Pendant ce temps, une autre colonne, auprès de laquelle se trouvait Koutouzow, était censée attaquer les Français. Il savait parfaitement que le résultat le plus probable de cette bataille, livrée contre sa volonté, serait une immense confusion, aussi retenait-il ses troupes autant qu'il le pouvait, et ne leur laissait-il pas quitter leur position. Monté sur un petit cheval gris, il répondait paresseusement aux propositions d'attaque.
«Vous me parlez toujours d'attaque, mais vous voyez bien que nous n'entendons rien aux manœuvres compliquées, disait-il à Miloradovicth, qui lui demandait la permission de se porter en avant.... Vous n'avez pas su faire Murat prisonnier ce matin, dit-il à un autre.... Vous avez été en retard, il n'y a donc plus rien à faire.»
Lorsqu'on lui annonça que deux bataillons de Polonais venaient renforcer les Français, il regarda du coin de l'œil Yermolow, auquel il n'avait pas adressé la parole depuis la veille.

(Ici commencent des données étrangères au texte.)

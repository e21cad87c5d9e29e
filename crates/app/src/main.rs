use std::fmt;
use std::path::PathBuf;

use services::{AppServices, Clock};
use tracing::info;
use tracing_subscriber::EnvFilter;

mod console;

#[derive(Debug)]
enum ArgsError {
    MissingValue { flag: &'static str },
    UnknownArg(String),
    InvalidDbUrl { raw: String },
}

impl fmt::Display for ArgsError {
    fn fmt(&self, f: &mut fmt::Formatter<'_>) -> fmt::Result {
        match self {
            ArgsError::MissingValue { flag } => write!(f, "{flag} requires a value"),
            ArgsError::UnknownArg(arg) => write!(f, "unknown argument: {arg}"),
            ArgsError::InvalidDbUrl { raw } => write!(f, "invalid --db value: {raw}"),
        }
    }
}

impl std::error::Error for ArgsError {}

fn require_value(
    args: &mut impl Iterator<Item = String>,
    flag: &'static str,
) -> Result<String, ArgsError> {
    args.next().ok_or(ArgsError::MissingValue { flag })
}

fn print_usage() {
    eprintln!("Usage:");
    eprintln!("  cargo run -p app -- [--db <sqlite_url>] [--questions <path>]");
    eprintln!();
    eprintln!("Defaults:");
    eprintln!("  --db sqlite:quiz.sqlite3");
    eprintln!("  --questions <bundled dataset>");
    eprintln!();
    eprintln!("Environment:");
    eprintln!("  QUIZ_DB_URL, QUIZ_QUESTIONS_PATH, RUST_LOG");
}

struct Args {
    db_url: String,
    questions_path: Option<PathBuf>,
}

impl Args {
    fn parse(args: &mut impl Iterator<Item = String>) -> Result<Option<Self>, ArgsError> {
        let mut db_url = std::env::var("QUIZ_DB_URL")
            .ok()
            .map_or_else(|| normalize_sqlite_url("quiz.sqlite3".into()), normalize_sqlite_url);
        let mut questions_path = std::env::var_os("QUIZ_QUESTIONS_PATH")
            .filter(|value| !value.is_empty())
            .map(PathBuf::from);

        while let Some(arg) = args.next() {
            match arg.as_str() {
                "--db" => {
                    let value = require_value(args, "--db")?;
                    if value.trim().is_empty() {
                        return Err(ArgsError::InvalidDbUrl { raw: value });
                    }
                    db_url = normalize_sqlite_url(value);
                }
                "--questions" => {
                    questions_path = Some(PathBuf::from(require_value(args, "--questions")?));
                }
                "--help" | "-h" => return Ok(None),
                _ => return Err(ArgsError::UnknownArg(arg)),
            }
        }

        Ok(Some(Self {
            db_url,
            questions_path,
        }))
    }
}

fn normalize_sqlite_url(raw: String) -> String {
    if raw == "sqlite::memory:" || raw.starts_with("sqlite://") {
        return raw;
    }

    let trimmed = raw.trim().to_string();
    let path_str = trimmed
        .strip_prefix("sqlite:")
        .unwrap_or(trimmed.as_str())
        .to_string();
    let path = std::path::Path::new(&path_str);
    let absolute = if path.is_absolute() {
        path.to_path_buf()
    } else {
        std::env::current_dir()
            .unwrap_or_else(|_| PathBuf::from("."))
            .join(path)
    };
    format!("sqlite://{}", absolute.display())
}

fn prepare_sqlite_file(db_url: &str) -> Result<(), Box<dyn std::error::Error>> {
    if db_url == "sqlite::memory:" {
        return Ok(());
    }

    let path = db_url
        .strip_prefix("sqlite://")
        .ok_or_else(|| ArgsError::InvalidDbUrl {
            raw: db_url.to_string(),
        })?;
    let path = path.split('?').next().unwrap_or(path);
    if path.is_empty() {
        return Err(ArgsError::InvalidDbUrl {
            raw: db_url.to_string(),
        }
        .into());
    }

    let path = std::path::Path::new(path);
    if let Some(parent) = path.parent() {
        std::fs::create_dir_all(parent)?;
    }

    if !path.exists() {
        std::fs::OpenOptions::new()
            .create(true)
            .write(true)
            .truncate(false)
            .open(path)?;
    }

    Ok(())
}

fn init_tracing() {
    let filter = EnvFilter::try_from_default_env().unwrap_or_else(|_| EnvFilter::new("info"));
    tracing_subscriber::fmt()
        .with_env_filter(filter)
        .with_writer(std::io::stderr)
        .init();
}

async fn run() -> Result<(), Box<dyn std::error::Error>> {
    let mut argv = std::env::args().skip(1);
    let Some(args) = Args::parse(&mut argv).map_err(|e| {
        eprintln!("{e}");
        print_usage();
        e
    })?
    else {
        print_usage();
        return Ok(());
    };

    init_tracing();
    info!(db = %args.db_url, "starting quiz");

    // Open + migrate SQLite at startup. Keep this in the binary glue so core/services stay pure.
    prepare_sqlite_file(&args.db_url)?;
    let services =
        AppServices::new_sqlite(&args.db_url, Clock::default_clock(), args.questions_path.as_deref())
            .await?;

    if let Some(reason) = services.bank().fallback_reason() {
        eprintln!("Could not load questions ({reason}); using the built-in set.");
    }

    let mut quiz = services.quiz_service();
    console::run(&mut quiz).await
}

#[tokio::main]
async fn main() {
    if let Err(err) = run().await {
        // At this layer (binary glue), printing once is fine.
        eprintln!("{err}");
        std::process::exit(2);
    }
}
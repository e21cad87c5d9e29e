use crate::model::ids::QuestionId;

/// Persisted shape of an in-flight quiz.
///
/// Holds question ids rather than questions so a resumed session is rebuilt
/// against whatever dataset is loaded at the time.
#[derive(Debug, Clone, PartialEq, Eq, Default)]
pub struct SavedProgress {
    pub question_ids: Vec<QuestionId>,
    pub current_index: usize,
    pub score: u32,
    pub started: bool,
    pub selected_index: Option<usize>,
}

impl SavedProgress {
    /// Returns true when the record describes a started quiz that still has
    /// unanswered questions.
    #[must_use]
    pub fn is_resumable(&self) -> bool {
        self.started && self.current_index < self.question_ids.len()
    }

    #[must_use]
    pub fn total_questions(&self) -> usize {
        self.question_ids.len()
    }
}
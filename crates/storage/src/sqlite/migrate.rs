use chrono::Utc;
use sqlx::SqlitePool;

use super::SqliteInitError;

/// Creates the key-value table backing progress and history.
pub async fn run_migrations(pool: &SqlitePool) -> Result<(), SqliteInitError> {
    async fn is_applied(pool: &SqlitePool, version: i64) -> Result<bool, sqlx::Error> {
        let row = sqlx::query("SELECT 1 FROM schema_migrations WHERE version = ?1")
            .bind(version)
            .fetch_optional(pool)
            .await?;
        Ok(row.is_some())
    }

    sqlx::query(
        r"
            CREATE TABLE IF NOT EXISTS schema_migrations (
                version INTEGER PRIMARY KEY,
                applied_at TEXT NOT NULL
            );
            ",
    )
    .execute(pool)
    .await?;

    if !is_applied(pool, 1).await? {
        let mut tx = pool.begin().await?;

        sqlx::query(
            r"
                CREATE TABLE IF NOT EXISTS kv_entries (
                    key TEXT PRIMARY KEY NOT NULL,
                    value TEXT NOT NULL,
                    updated_at TEXT NOT NULL
                );
            ",
        )
        .execute(&mut *tx)
        .await?;

        sqlx::query(
            r"
                INSERT INTO schema_migrations (version, applied_at)
                VALUES (?1, ?2)
                ON CONFLICT(version) DO NOTHING
            ",
        )
        .bind(1_i64)
        .bind(Utc::now())
        .execute(&mut *tx)
        .await?;

        tx.commit().await?;
    }

    Ok(())
}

«C'est cela, murmura-t-il, on demande à attaquer, on propose différents plans, mais lorsqu'il faut agir, rien ne se trouve prêt, et l'ennemi, avisé à temps, prend ses précautions!»
Yermolow sourit imperceptiblement à ces paroles; il comprit que l'orage était passé et que Koutouzow se bornait à une simple allusion.
«C'est à mes dépens qu'il s'amuse,» dit Yermolow, tout bas, en touchant du genou Raïevsky.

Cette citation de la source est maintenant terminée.